O diretor do Fórum de Londrina, o juiz Mário Nini Azzolini, disse ontem não ter se espantado com o salário oferecido. Mas informou que chegou a pedir para que um funcionário ligasse no Tribunal de Justiça (TJ), em Curitiba, que determina o valor dos salários do Judiciário para checar a remuneração para agente de limpeza.
''A princípio, não considero um valor alto, mas reconheço, e até lamento, que muitas outras profissões que exigem curso superior sejam tão mal remuneradas'', afirmou o juiz. ''O trabalho de faxineira vale esse salário e acho que todo mundo deveria ganhar bem.'' Azzolini também ressaltou que o serviço público não paga hora-extra ou vale-transporte e que a estabilidade de emprego seria a principal vantagem da categoria.

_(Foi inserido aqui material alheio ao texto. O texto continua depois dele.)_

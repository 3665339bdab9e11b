//! Telegram Desktop tdata reader
//!
//! Read-only source format: extracts the accounts stored in a `tdata` folder
//! and maps each one to a canonical session record. Writing tdata is not
//! supported.

use std::fs;
use std::path::{Path, PathBuf};

use md5::{Digest, Md5};

use crate::crypto::{create_local_key, decrypt_local, LocalKey};
use crate::qdatastream::QDataStream;
use crate::session::SessionRecord;
use crate::{Error, Result, AUTH_KEY_SIZE};

/// Magic bytes at the start of tdata files
const TDATA_MAGIC: [u8; 4] = *b"TDF$";

/// Key file name used by current Telegram Desktop versions
const KEY_FILE: &str = "data";

/// Maximum number of accounts Telegram Desktop stores in one folder
pub const MAX_ACCOUNTS: usize = 3;

/// Block id of the MTP authorization section inside account data
const DBI_MTP_AUTHORIZATION: i32 = 0x4B;

/// Tag marking the 64-bit user id layout
const K_WIDE_IDS_TAG: i64 = !0i64;

/// A tdata folder on disk
#[derive(Debug)]
pub struct TdataFolder {
    base_path: PathBuf,
}

impl TdataFolder {
    /// Open a tdata folder
    ///
    /// Accepts either the `tdata` directory itself or its parent (the
    /// Telegram Desktop installation folder).
    pub fn open<P: AsRef<Path>>(path: P) -> Result<Self> {
        let mut base_path = expand_home(path.as_ref());

        if !base_path.exists() {
            return Err(Error::SessionNotFound { path: base_path });
        }

        let has_key = base_path.join(format!("key_{KEY_FILE}")).is_file()
            || base_path.join(format!("key_{KEY_FILE}s")).is_file();
        if !has_key {
            let child = base_path.join("tdata");
            if child.is_dir() {
                base_path = child;
            }
        }

        Ok(Self { base_path })
    }

    pub fn base_path(&self) -> &Path {
        &self.base_path
    }

    /// Read every account the folder holds
    ///
    /// The passcode is the Local Passcode, empty when the folder is not
    /// protected. Accounts that fail to load are skipped with a warning;
    /// an empty result is an error.
    pub fn accounts(&self, passcode: &str) -> Result<Vec<SessionRecord>> {
        let (local_key, indices) = self.load_key(passcode)?;

        let mut records = Vec::new();
        for index in indices {
            match self.load_account(index, &local_key) {
                Ok(record) => {
                    tracing::info!(
                        index,
                        dc_id = record.dc_id,
                        user_id = record.user_id,
                        "loaded tdata account"
                    );
                    records.push(record);
                }
                Err(e) => {
                    tracing::warn!(index, error = %e, "failed to load tdata account");
                }
            }
        }

        if records.is_empty() {
            return Err(Error::NoAccounts);
        }

        Ok(records)
    }

    /// Read one account by position, 0 being the main account
    pub fn account(&self, passcode: &str, index: usize) -> Result<SessionRecord> {
        let mut records = self.accounts(passcode)?;

        if index >= records.len() {
            return Err(Error::AccountIndexOutOfRange {
                index,
                found: records.len(),
            });
        }

        Ok(records.swap_remove(index))
    }

    /// Decrypt the key file, yielding the local key and account indices
    fn load_key(&self, passcode: &str) -> Result<(LocalKey, Vec<i32>)> {
        let file = read_versioned_file(&format!("key_{KEY_FILE}"), &self.base_path)?;

        let mut stream = QDataStream::new(&file.data);
        let salt = stream.read_qbytearray()?;
        let key_encrypted = stream.read_qbytearray()?;
        let info_encrypted = stream.read_qbytearray()?;

        let passcode_key = create_local_key(&salt, passcode.as_bytes());

        // A checksum failure here means the passcode key is wrong, not that
        // the file is damaged
        let decrypted_key = match decrypt_local(&key_encrypted, &passcode_key) {
            Err(Error::ChecksumMismatch) => return Err(Error::WrongPasscode),
            other => other?,
        };

        if decrypted_key.len() < AUTH_KEY_SIZE {
            return Err(Error::corrupt(format!(
                "decrypted key too short: {} bytes",
                decrypted_key.len()
            )));
        }
        let local_key = LocalKey::from_bytes(&decrypted_key[..AUTH_KEY_SIZE])?;

        let decrypted_info = decrypt_local(&info_encrypted, &local_key)?;
        let mut info_stream = QDataStream::new(&decrypted_info);

        let count = info_stream.read_i32()?;
        if count <= 0 || count > MAX_ACCOUNTS as i32 {
            return Err(Error::corrupt(format!("invalid account count: {count}")));
        }

        let mut indices = Vec::with_capacity(count as usize);
        for _ in 0..count {
            let index = info_stream.read_i32()?;
            if (0..MAX_ACCOUNTS as i32).contains(&index) {
                indices.push(index);
            }
        }

        Ok((local_key, indices))
    }

    /// Load one account slot and map it to a canonical record
    fn load_account(&self, index: i32, local_key: &LocalKey) -> Result<SessionRecord> {
        let file_name = file_name_for_account(KEY_FILE, index);
        tracing::debug!(index, file = %file_name, "reading account data");

        let file = read_versioned_file(&file_name, &self.base_path)?;

        let mut stream = QDataStream::new(&file.data);
        let encrypted = stream.read_qbytearray()?;
        let decrypted = decrypt_local(&encrypted, local_key)?;

        let auth = parse_mtp_authorization(&decrypted)?;

        let mut record = SessionRecord::new(auth.dc_id, auth.auth_key)?;
        record.user_id = Some(auth.user_id);
        Ok(record)
    }
}

/// Raw content of one versioned tdata file
#[derive(Debug)]
struct FileDescriptor {
    #[allow(dead_code)]
    version: u32,
    data: Vec<u8>,
}

/// Read a tdata file, falling back to its `s` backup
fn read_versioned_file(name: &str, base_path: &Path) -> Result<FileDescriptor> {
    let path = base_path.join(name);
    let path_s = base_path.join(format!("{name}s"));

    let file_data = if path.is_file() {
        fs::read(&path)?
    } else if path_s.is_file() {
        fs::read(&path_s)?
    } else {
        return Err(Error::FileNotFound {
            file: name.to_string(),
            folder: base_path.to_path_buf(),
        });
    };

    parse_file_descriptor(&file_data)
}

/// Parse a TDF$ container
///
/// Layout: 4-byte magic, little-endian version, payload, then an MD5 trailer
/// over payload + payload length + version + magic.
fn parse_file_descriptor(data: &[u8]) -> Result<FileDescriptor> {
    if data.len() < 8 + 16 {
        return Err(Error::corrupt("tdata file too short"));
    }

    if data[0..4] != TDATA_MAGIC {
        return Err(Error::corrupt("invalid tdata file magic"));
    }

    let version = u32::from_le_bytes([data[4], data[5], data[6], data[7]]);

    let data_size = data.len() - 8 - 16;
    let payload = &data[8..8 + data_size];
    let file_md5 = &data[data.len() - 16..];

    let mut hasher = Md5::new();
    hasher.update(payload);
    hasher.update((data_size as u32).to_le_bytes());
    hasher.update(version.to_le_bytes());
    hasher.update(TDATA_MAGIC);
    let computed: [u8; 16] = hasher.finalize().into();

    if file_md5 != computed.as_slice() {
        return Err(Error::ChecksumMismatch);
    }

    Ok(FileDescriptor {
        version,
        data: payload.to_vec(),
    })
}

/// Account data file name: ToFilePart(MD5(ComposeDataString(key_file, index)))
fn file_name_for_account(key_file: &str, index: i32) -> String {
    let data_name = compose_data_string(key_file, index);
    to_file_part(compute_data_name_key(&data_name))
}

/// "data" for slot 0, "data#2" for slot 1, and so on
fn compose_data_string(key_file: &str, index: i32) -> String {
    let base = key_file.replace('#', "");
    if index > 0 {
        format!("{}#{}", base, index + 1)
    } else {
        base
    }
}

/// Lower 64 bits of MD5(name), little endian
fn compute_data_name_key(data_name: &str) -> u64 {
    let mut hasher = Md5::new();
    hasher.update(data_name.as_bytes());
    let result: [u8; 16] = hasher.finalize().into();

    u64::from_le_bytes([
        result[0], result[1], result[2], result[3], result[4], result[5], result[6], result[7],
    ])
}

/// Hex-encode a file key, low nibble first
fn to_file_part(val: u64) -> String {
    let mut result = String::with_capacity(16);
    let mut v = val;

    for _ in 0..16 {
        let nibble = (v & 0x0F) as u8;
        let c = if nibble < 0x0A {
            (b'0' + nibble) as char
        } else {
            (b'A' + (nibble - 0x0A)) as char
        };
        result.push(c);
        v >>= 4;
    }

    result
}

/// Fields of the MTP authorization block
#[derive(Debug)]
struct MtpAuthorization {
    dc_id: i32,
    user_id: i64,
    auth_key: [u8; AUTH_KEY_SIZE],
}

/// Parse the MTP authorization block from decrypted account data
///
/// The block starts with id 0x4B, then a QByteArray holding: user id and
/// main DC id (as two i32, or i64 + i32 after the wide-ids tag), a key
/// count, and per-DC auth keys. Only the main DC's key is kept.
fn parse_mtp_authorization(data: &[u8]) -> Result<MtpAuthorization> {
    let mut stream = QDataStream::new(data);

    let block_id = stream.read_i32()?;
    if block_id != DBI_MTP_AUTHORIZATION {
        return Err(Error::corrupt(format!(
            "expected MtpAuthorization block (0x4B), got 0x{block_id:02X}"
        )));
    }

    let serialized = stream.read_qbytearray()?;
    let mut auth_stream = QDataStream::new(&serialized);

    let first_int = auth_stream.read_i32()?;
    let second_int = auth_stream.read_i32()?;

    let combined = ((first_int as i64) << 32) | (second_int as u32 as i64);
    let (user_id, main_dc_id) = if combined == K_WIDE_IDS_TAG {
        let uid = auth_stream.read_i64()?;
        let dc = auth_stream.read_i32()?;
        (uid, dc)
    } else {
        (first_int as i64, second_int)
    };

    let keys_count = auth_stream.read_i32()?;
    if !(0..=10).contains(&keys_count) {
        return Err(Error::corrupt(format!("invalid keys count: {keys_count}")));
    }

    let mut auth_key: Option<[u8; AUTH_KEY_SIZE]> = None;
    for _ in 0..keys_count {
        let dc_id = auth_stream.read_i32()?;
        let key_bytes = auth_stream.read_raw(AUTH_KEY_SIZE)?;

        if dc_id == main_dc_id {
            let mut key = [0u8; AUTH_KEY_SIZE];
            key.copy_from_slice(&key_bytes);
            auth_key = Some(key);
        }
    }

    let auth_key = auth_key.ok_or(Error::AuthKeyMissing { dc_id: main_dc_id })?;

    Ok(MtpAuthorization {
        dc_id: main_dc_id,
        user_id,
        auth_key,
    })
}

/// Expand a leading ~ to the home directory
fn expand_home(path: &Path) -> PathBuf {
    if let Some(s) = path.to_str() {
        if let Some(rest) = s.strip_prefix("~/") {
            if let Some(home) = dirs::home_dir() {
                return home.join(rest);
            }
        }
    }
    path.to_path_buf()
}

/// Default tdata location for the current OS
pub fn default_tdata_path() -> Option<PathBuf> {
    #[cfg(target_os = "linux")]
    {
        dirs::home_dir().map(|h| h.join(".local/share/TelegramDesktop/tdata"))
    }

    #[cfg(target_os = "macos")]
    {
        dirs::home_dir().map(|h| h.join("Library/Application Support/Telegram Desktop/tdata"))
    }

    #[cfg(target_os = "windows")]
    {
        dirs::data_local_dir().map(|d| d.join("Telegram Desktop/tdata"))
    }

    #[cfg(not(any(target_os = "linux", target_os = "macos", target_os = "windows")))]
    {
        None
    }
}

Segundo informações do TJ, a atual tabela de remunerações sofreu reajuste de 53% em junho, definido judicialmente como direito da categoria profissional, que não era remunerada desde 1992. Antes do reajuste, o salário inicial de um agente de limpeza era de R$ 612,00 (e adicional de R$ 100,00). O valor já era maior do que o salário de um técnico do Judiciário, em início de carreira R$ 497,00 (mais adicional de R$ 100,00). Agora, com o reajuste, o técnico tem piso básico salarial de R$ 760,72 (e adicional de R$ 100,00), ainda abaixo da remuneração para faxineiro.
Para magistrados, o salário básico é de R$ 3.163, sem considerar gratificações e planos de carreira. Vale lembrar que os valores aplicados são todos aprovados pela Assembléia Legislativa (AL) e sancionados pelo governo, já que são pagos com dinheiro público.